As part of the move, the STARS [Standard Terminal Automation Replacement System] system that processes radar data for Newark remained based in New York City. They didn't move it from New York down to Philly, where the controllers would be. Redundant and diverse telecommunications lines feed this data from New York to Philadelphia TRACON, where controllers handle New York arrivals and departures.
The Biden/Buttigieg bungled this move without properly hardening the telecom lines feeding the data, which was already well known to be error-prone. Without addressing the underlying infrastructure, they added more risk to the system. In fact, there were issues in October and November under Biden and Buttigieg that would have highlighted to the prior Administration that the underlying hardware would continue to cause problems. //
The incidents on April 28th and May 9th resulted in very brief outages that impacted the STARS radar data displays going down. The most serious of these outages lasted approximately 30 seconds. This includes the STARS radar data displays going down, again, for 30 seconds. The STARS displays took approximately 60 seconds, then, to reboot and come back online.

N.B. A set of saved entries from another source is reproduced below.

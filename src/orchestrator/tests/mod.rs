use super::*;
use crate::Error;
use crate::config::Config;
use crate::source::SourceAdapter;
use crate::test_helpers::{Answer, FakeAdapter, create_test_manager, entry, test_config};
use async_trait::async_trait;
use std::collections::HashMap;
use std::sync::Mutex as StdMutex;
use std::sync::atomic::Ordering;
use std::time::Duration;
use tempfile::{TempDir, tempdir};
use wiremock::matchers::{method, path_regex};
use wiremock::{Mock, MockServer, ResponseTemplate};


/// Uploader remembering every call
#[derive(Default)]
pub(super) struct RecordingUploader {
    pub(super) uploads: StdMutex<Vec<(String, String)>>,
    pub(super) deletes: StdMutex<Vec<(String, String)>>,
}

#[async_trait]
impl Uploader for RecordingUploader {
    async fn upload(
        &self,
        paths: &[PathBuf],
        name: &str,
        version: &str,
    ) -> Result<HashMap<String, Vec<String>>> {
        self.uploads
            .lock()
            .unwrap()
            .push((name.to_string(), version.to_string()));
        let links = paths
            .iter()
            .map(|p| format!("http://mirror/{}/{}", name, p.file_name().unwrap().to_string_lossy()))
            .collect();
        Ok(HashMap::from([(name.to_string(), links)]))
    }

    async fn delete_version(&self, name: &str, version: &str) -> Result<()> {
        self.deletes
            .lock()
            .unwrap()
            .push((name.to_string(), version.to_string()));
        Ok(())
    }

    fn name(&self) -> &'static str {
        "recording"
    }
}

/// Notifier remembering every report
#[derive(Default)]
pub(super) struct RecordingNotifier {
    pub(super) reports: StdMutex<Vec<(String, String)>>,
}

#[async_trait]
impl Notifier for RecordingNotifier {
    async fn report(&self, title: &str, body: &str) {
        self.reports
            .lock()
            .unwrap()
            .push((title.to_string(), body.to_string()));
    }
}

pub(super) struct Harness {
    pub(super) dir: TempDir,
    pub(super) config: Config,
    pub(super) orchestrator: BatchOrchestrator,
    pub(super) uploader: Arc<RecordingUploader>,
    pub(super) notifier: Arc<RecordingNotifier>,
}

/// Server answering every `/files/...` download with a small body
pub(super) async fn file_server() -> MockServer {
    let server = MockServer::start().await;
    Mock::given(method("GET"))
        .and(path_regex("^/files/.+"))
        .respond_with(ResponseTemplate::new(200).set_body_bytes(b"artifact".to_vec()))
        .mount(&server)
        .await;
    server
}

pub(super) async fn harness(
    adapters: Vec<Arc<dyn SourceAdapter>>,
    configure: impl FnOnce(&mut Config),
) -> Harness {
    let dir = tempdir().unwrap();
    let mut config = test_config(&dir);
    configure(&mut config);

    let manager = create_test_manager(&config, adapters).await;
    let uploader = Arc::new(RecordingUploader::default());
    let notifier = Arc::new(RecordingNotifier::default());
    let orchestrator = BatchOrchestrator::new(
        Arc::new(config.clone()),
        manager,
        uploader.clone(),
        notifier.clone(),
    );

    Harness {
        dir,
        config,
        orchestrator,
        uploader,
        notifier,
    }
}

impl Harness {
    pub(super) async fn load(&self, entries: &[CatalogEntry]) {
        self.orchestrator
            .manager()
            .db()
            .reload_catalog(entries)
            .await
            .unwrap();
    }

    pub(super) fn uploads(&self) -> Vec<(String, String)> {
        self.uploader.uploads.lock().unwrap().clone()
    }

    pub(super) fn deletes(&self) -> Vec<(String, String)> {
        self.uploader.deletes.lock().unwrap().clone()
    }
}

fn id(name: &str) -> Identity {
    Identity::new(name, "linux", "amd64")
}

#[tokio::test]
async fn test_rounds_never_exceed_concurrent_amount() {
    let adapter = Arc::new(
        FakeAdapter::new(SourceKind::Github, "http://unused").with_lookup_delay(Duration::from_millis(100)),
    );
    let h = harness(vec![adapter.clone() as Arc<dyn SourceAdapter>], |c| {
        c.fetch.concurrent_amount = 2;
    })
    .await;

    let names = ["a", "b", "c", "d", "e"];
    let entries: Vec<_> = names.iter().map(|n| entry(n, SourceKind::Github)).collect();
    h.load(&entries).await;

    let report = h.orchestrator.run_catalog().await.unwrap();

    assert_eq!(adapter.max_in_flight.load(Ordering::SeqCst), 2);
    assert_eq!(adapter.lookups.load(Ordering::SeqCst), 5);
    assert_eq!(report.items.len(), 5);
    for name in names {
        assert!(matches!(report.outcome(&id(name)), Some(ItemOutcome::Skipped(_))));
    }

    // A round starts only once every lookup of the previous round finished
    let finished = |names: &[&str]| names.iter().map(|n| adapter.span(n).1).max().unwrap();
    let started = |names: &[&str]| names.iter().map(|n| adapter.span(n).0).min().unwrap();
    assert!(started(&["c", "d"]) >= finished(&["a", "b"]));
    assert!(started(&["e"]) >= finished(&["a", "b", "c", "d"]));

    // Round order follows the catalog order
    let attempted = adapter.attempted();
    let first_round: Vec<_> = attempted[..2].iter().map(String::as_str).collect();
    assert!(first_round.contains(&"a") && first_round.contains(&"b"));
    assert_eq!(attempted[4], "e");
}

#[tokio::test]
async fn test_rate_limit_stops_only_its_source() {
    let server = file_server().await;
    let github = Arc::new(FakeAdapter::new(SourceKind::Github, &server.uri()));
    github.answer("a", Answer::RateLimited);
    github.version("b", "v1");
    let fdroid = Arc::new(FakeAdapter::new(SourceKind::Fdroid, &server.uri()));
    fdroid.version("c", "100");

    let h = harness(
        vec![
            github.clone() as Arc<dyn SourceAdapter>,
            fdroid.clone() as Arc<dyn SourceAdapter>,
        ],
        |c| c.fetch.concurrent_amount = 1,
    )
    .await;
    h.load(&[
        entry("a", SourceKind::Github),
        entry("b", SourceKind::Github),
        entry("c", SourceKind::Fdroid),
    ])
    .await;

    let report = h.orchestrator.run_catalog().await.unwrap();

    assert_eq!(github.attempted(), vec!["a"], "b must not be attempted");
    assert_eq!(report.outcome(&id("a")), Some(&ItemOutcome::RateLimited));
    assert_eq!(report.outcome(&id("b")), None);
    assert_eq!(
        report.outcome(&id("c")),
        Some(&ItemOutcome::Refreshed {
            version: "100".to_string(),
            uploaded: true
        })
    );
    assert_eq!(report.rate_limited_sources, vec![SourceKind::Github]);
    assert!(h.notifier.reports.lock().unwrap().is_empty());
    assert!(h.config.mirror.version_path().exists(), "successful run must flush");
}

#[tokio::test]
async fn test_fatal_error_reports_and_skips_flush() {
    let server = file_server().await;
    let github = Arc::new(FakeAdapter::new(SourceKind::Github, &server.uri()));
    github.answer("broken", Answer::Fatal);
    let fdroid = Arc::new(FakeAdapter::new(SourceKind::Fdroid, &server.uri()));
    fdroid.version("fine", "7");

    let h = harness(
        vec![
            github as Arc<dyn SourceAdapter>,
            fdroid as Arc<dyn SourceAdapter>,
        ],
        |_| {},
    )
    .await;
    h.load(&[
        entry("broken", SourceKind::Github),
        entry("fine", SourceKind::Fdroid),
    ])
    .await;

    let result = h.orchestrator.run_catalog().await;

    assert!(matches!(result, Err(Error::Other(msg)) if msg.contains("exploded")));
    let reports = h.notifier.reports.lock().unwrap().clone();
    assert_eq!(reports.len(), 1);
    assert!(reports[0].1.contains("exploded"));
    assert!(
        !h.config.mirror.version_path().exists(),
        "a failed run must not flush mirror state"
    );
    // The other partition still ran to completion
    assert!(
        h.orchestrator
            .manager()
            .db()
            .lookup("fine", "linux", "amd64")
            .await
            .unwrap()
            .is_some()
    );
}

#[tokio::test]
async fn test_same_version_is_skipped_on_next_run() {
    let server = file_server().await;
    let github = Arc::new(FakeAdapter::new(SourceKind::Github, &server.uri()));
    github.version("demo", "v1.0");

    let h = harness(vec![github as Arc<dyn SourceAdapter>], |_| {}).await;
    h.load(&[entry("demo", SourceKind::Github)]).await;

    let first = h.orchestrator.run_catalog().await.unwrap();
    assert_eq!(first.refreshed_count(), 1);

    let second = h.orchestrator.run_catalog().await.unwrap();
    assert_eq!(second.outcome(&id("demo")), Some(&ItemOutcome::UpToDate));
    assert_eq!(h.uploads(), vec![("demo".to_string(), "v1.0".to_string())]);
}

#[tokio::test]
async fn test_missing_file_is_fetched_again_without_upload() {
    let server = file_server().await;
    let github = Arc::new(FakeAdapter::new(SourceKind::Github, &server.uri()));
    github.version("demo", "v1.0");

    let h = harness(vec![github as Arc<dyn SourceAdapter>], |_| {}).await;
    h.load(&[entry("demo", SourceKind::Github)]).await;

    h.orchestrator.run_catalog().await.unwrap();
    let record = h
        .orchestrator
        .manager()
        .db()
        .lookup("demo", "linux", "amd64")
        .await
        .unwrap()
        .unwrap();
    std::fs::remove_file(record.path()).unwrap();

    let report = h.orchestrator.run_catalog().await.unwrap();

    assert_eq!(
        report.outcome(&id("demo")),
        Some(&ItemOutcome::Refreshed {
            version: "v1.0".to_string(),
            uploaded: false
        })
    );
    assert!(record.path().exists());
    assert_eq!(h.uploads().len(), 1);
}

#[tokio::test]
async fn test_rejected_links_are_unavailable() {
    let github = Arc::new(FakeAdapter::new(SourceKind::Github, "http://unused").with_invalid_links());
    github.version("demo", "v1.0");

    let h = harness(vec![github as Arc<dyn SourceAdapter>], |_| {}).await;
    h.load(&[entry("demo", SourceKind::Github)]).await;

    let report = h.orchestrator.run_catalog().await.unwrap();

    assert_eq!(report.outcome(&id("demo")), Some(&ItemOutcome::Unavailable));
    assert!(h.uploads().is_empty());
}

#[tokio::test]
async fn test_run_reloads_catalog_document() {
    let server = file_server().await;
    let github = Arc::new(FakeAdapter::new(SourceKind::Github, &server.uri()));
    github.version("demo", "v2.0");

    let h = harness(vec![github as Arc<dyn SourceAdapter>], |_| {}).await;
    std::fs::write(
        &h.config.catalog_path,
        r#"
demo:
  website: github
  project_name: owner/demo
  sample_url: "~/${tag}/demo-${system}-${ARCHITECTURE}${suffix_name}"
  system:
    linux: [linux, .bin]
  architecture:
    amd64: x64
"#,
    )
    .unwrap();

    let report = h.orchestrator.run().await.unwrap();

    assert_eq!(report.refreshed_count(), 1);
    let path = h
        .orchestrator
        .manager()
        .lookup_path("demo", "linux", "amd64")
        .await
        .unwrap()
        .unwrap();
    assert!(path.ends_with("demo-linux-amd64-v2.0.bin"));
    assert!(path.starts_with(h.dir.path().canonicalize().unwrap()));
}

#[tokio::test]
async fn test_unreadable_catalog_is_reported() {
    let h = harness(vec![], |_| {}).await;

    let result = h.orchestrator.run().await;

    assert!(result.is_err());
    assert_eq!(h.notifier.reports.lock().unwrap().len(), 1);
}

So there's been some discrepancy, 30 seconds versus 90 seconds.
The outage was 30 seconds, but then the displays took another minute to boot. That's where you get 30 and 90 seconds, but the telecom was out for 30 seconds.
The outage also interrupted the phone line and radio frequencies for a very short period. This is how controllers talk to pilots....These frequencies returned almost immediately, which is why you heard pilots actually telling airplanes that they couldn't see them with the radar. //
On Friday night [May 8] the FAA implemented a software update to prevent future outages. The software patch was successful, and our redundant lines are now both working. We know this because on Sunday there was an outage -- you all reported on that -- and the outage was -- the main line went down, but the redundant line did stand up, meaning our patch, our fix worked.
Now...the controllers who had seen this the prior two times, when they saw the main line go down, they were concerned. Even though they could see airplanes and talk to airplanes, out of an abundance of caution they actually shut down the airspace for 45 minutes, but we still had our scopes and our telecom functioning on Sunday morning.